Le TPIY (Tribunal Pénal International pour la Yougoslavie) a qualifié le massacre de Srebrenica de "génocide". Certains ont protesté, jugeant abusive cette qualification. En théorie un génocide est une extermination planifiée et organisée d'une population ethnique. L'extermination des Bosniaques répondait-elle à cette définition ? Le TPIY a jugé que oui, et cette décision a été approuvée en février 2007 par l'ONU.

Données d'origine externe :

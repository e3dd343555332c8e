use crate::math::{Point, Real};
use crate::shape::ShapeError;

/// A sphere, given by its world-space center and radius.
#[cfg_attr(feature = "serde-serialize", derive(Serialize, Deserialize))]
#[derive(PartialEq, Debug, Copy, Clone)]
pub struct Sphere {
    /// The center of the sphere.
    pub center: Point<Real>,
    /// The radius of the sphere.
    pub radius: Real,
}

impl Sphere {
    /// Creates a new sphere with the given center and radius.
    ///
    /// The radius must be positive or zero.
    #[inline]
    pub fn new(center: Point<Real>, radius: Real) -> Sphere {
        Sphere { center, radius }
    }

    /// Creates a new sphere, checking that the radius is not negative.
    pub fn try_new(center: Point<Real>, radius: Real) -> Result<Sphere, ShapeError> {
        if radius < 0.0 {
            Err(ShapeError::NegativeRadius(radius))
        } else {
            Ok(Sphere::new(center, radius))
        }
    }

    /// A unit sphere centered at the origin.
    #[inline]
    pub fn unit() -> Sphere {
        Sphere::new(Point::origin(), 1.0)
    }
}

impl Default for Sphere {
    fn default() -> Self {
        Sphere::unit()
    }
}
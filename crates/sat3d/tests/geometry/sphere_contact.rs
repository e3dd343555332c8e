use approx::assert_relative_eq;
use sat3d::math::{Point, Vector};
use sat3d::query::details::{contact_manifold_obb_sphere, contact_manifold_sphere_sphere};
use sat3d::query::{contact_manifold, ContactManifold, Intersects};
use sat3d::shape::{ColliderShape, Obb, Sphere};

use crate::utils::*;

#[test]
fn sphere_touching_box_corner() {
    let obb = Obb::axis_aligned(Point::origin(), Vector::repeat(1.0));
    let sphere = Sphere::new(Point::new(1.5, 1.5, 1.5), 1.0);
    let manifold = contact_manifold_obb_sphere(&obb, &sphere);

    assert!(manifold.colliding);
    assert_relative_eq!(manifold.normal, Vector::repeat(1.0).normalize());
    assert_eq!(manifold.points.len(), 1);

    let overlap = 1.0 - (3.0 * 0.25f64).sqrt();
    assert_relative_eq!(manifold.depth, overlap * 0.5, epsilon = 1.0e-9);
}

#[test]
fn sphere_manifold_agrees_with_boolean_test() {
    let mut rng = oorandom::Rand64::new(17);

    for _ in 0..1000 {
        let obb = rand_obb(&mut rng);
        let sphere = rand_sphere(&mut rng);
        assert_eq!(
            contact_manifold_obb_sphere(&obb, &sphere).colliding,
            sphere.intersects(&obb),
            "{obb:?} {sphere:?}"
        );

        let other = rand_sphere(&mut rng);
        assert_eq!(
            contact_manifold_sphere_sphere(&sphere, &other).colliding,
            sphere.intersects(&other)
        );
    }
}

#[test]
fn heterogeneous_colliders() {
    let colliders: [ColliderShape; 3] = [
        Sphere::new(Point::origin(), 1.0).into(),
        Obb::axis_aligned(Point::new(1.5, 0.0, 0.0), Vector::repeat(1.0)).into(),
        Sphere::new(Point::new(10.0, 0.0, 0.0), 1.0).into(),
    ];

    let m01 = contact_manifold(&colliders[0], &colliders[1]);
    let m10 = contact_manifold(&colliders[1], &colliders[0]);
    assert!(m01.colliding);
    assert_relative_eq!(m01.normal, Vector::x());
    assert_relative_eq!(m10.normal, -Vector::x());

    assert_eq!(contact_manifold(&colliders[0], &colliders[2]), ContactManifold::new());
    assert_eq!(contact_manifold(&colliders[1], &colliders[2]), ContactManifold::new());
}

#[test]
fn moving_a_collider() {
    let mut sphere: ColliderShape = Sphere::new(Point::origin(), 1.0).into();
    let obb: ColliderShape = Obb::axis_aligned(Point::new(5.0, 0.0, 0.0), Vector::repeat(1.0)).into();

    assert!(!contact_manifold(&sphere, &obb).colliding);
    sphere.set_center(Point::new(3.5, 0.0, 0.0));
    assert_eq!(sphere.center(), Point::new(3.5, 0.0, 0.0));
    assert!(contact_manifold(&sphere, &obb).colliding);
}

Srebrenica après la guerre

Après la guerre de Bosnie, Srebrenica s'est repeuplée... uniquement de Serbes dans un premier temps. D'ailleurs Srebrenica se trouvait (et se trouve encore aujourd'hui) sur le territoire de la République serbe de Bosnie, et donc sous contrôle serbe. Mais depuis quelques années, des familles bosniaques sont revenues à Srebrenica, car on reste malgré tout attaché à sa terre natale, même après un tel cauchemar, même après un génocide. Depuis quelques temps, ces familles font pression pour que la ville passe sous l'autorité de la Fédération croato-musulmane (et donc soit exclue de la République serbe). Des manifestations de soutien ont été organisées à Sarajevo... affaire à suivre.
Responsabilité de l'ONU

Dans la base militaire de Potocari, les Tchetniks ont séparé les familles bosniaques sous les yeux des Casques bleus hollandais. Ces derniers n'ont rien fait pour les arrêter, sachant pourtant pertinemment quel sort tragique attendait les hommes... L'Association des Mères de Srebrenica a porté plainte contre l'ONU et contre le gouvernement hollandais, pour avoir failli dans leur mission de protection de la population... et non assistance à personnes en danger, en quelque sorte. L'ONU a fait valoir son immunité. Mais le plus stupéfiant... c'est que la plainte a été effectivement retenue.C'est la première fois dans l'histoire que l'ONU se retrouve sur le banc des accusés. Ceci est très récent, c'était cette semaine, le 28 novembre 2007... affaire à suivre également.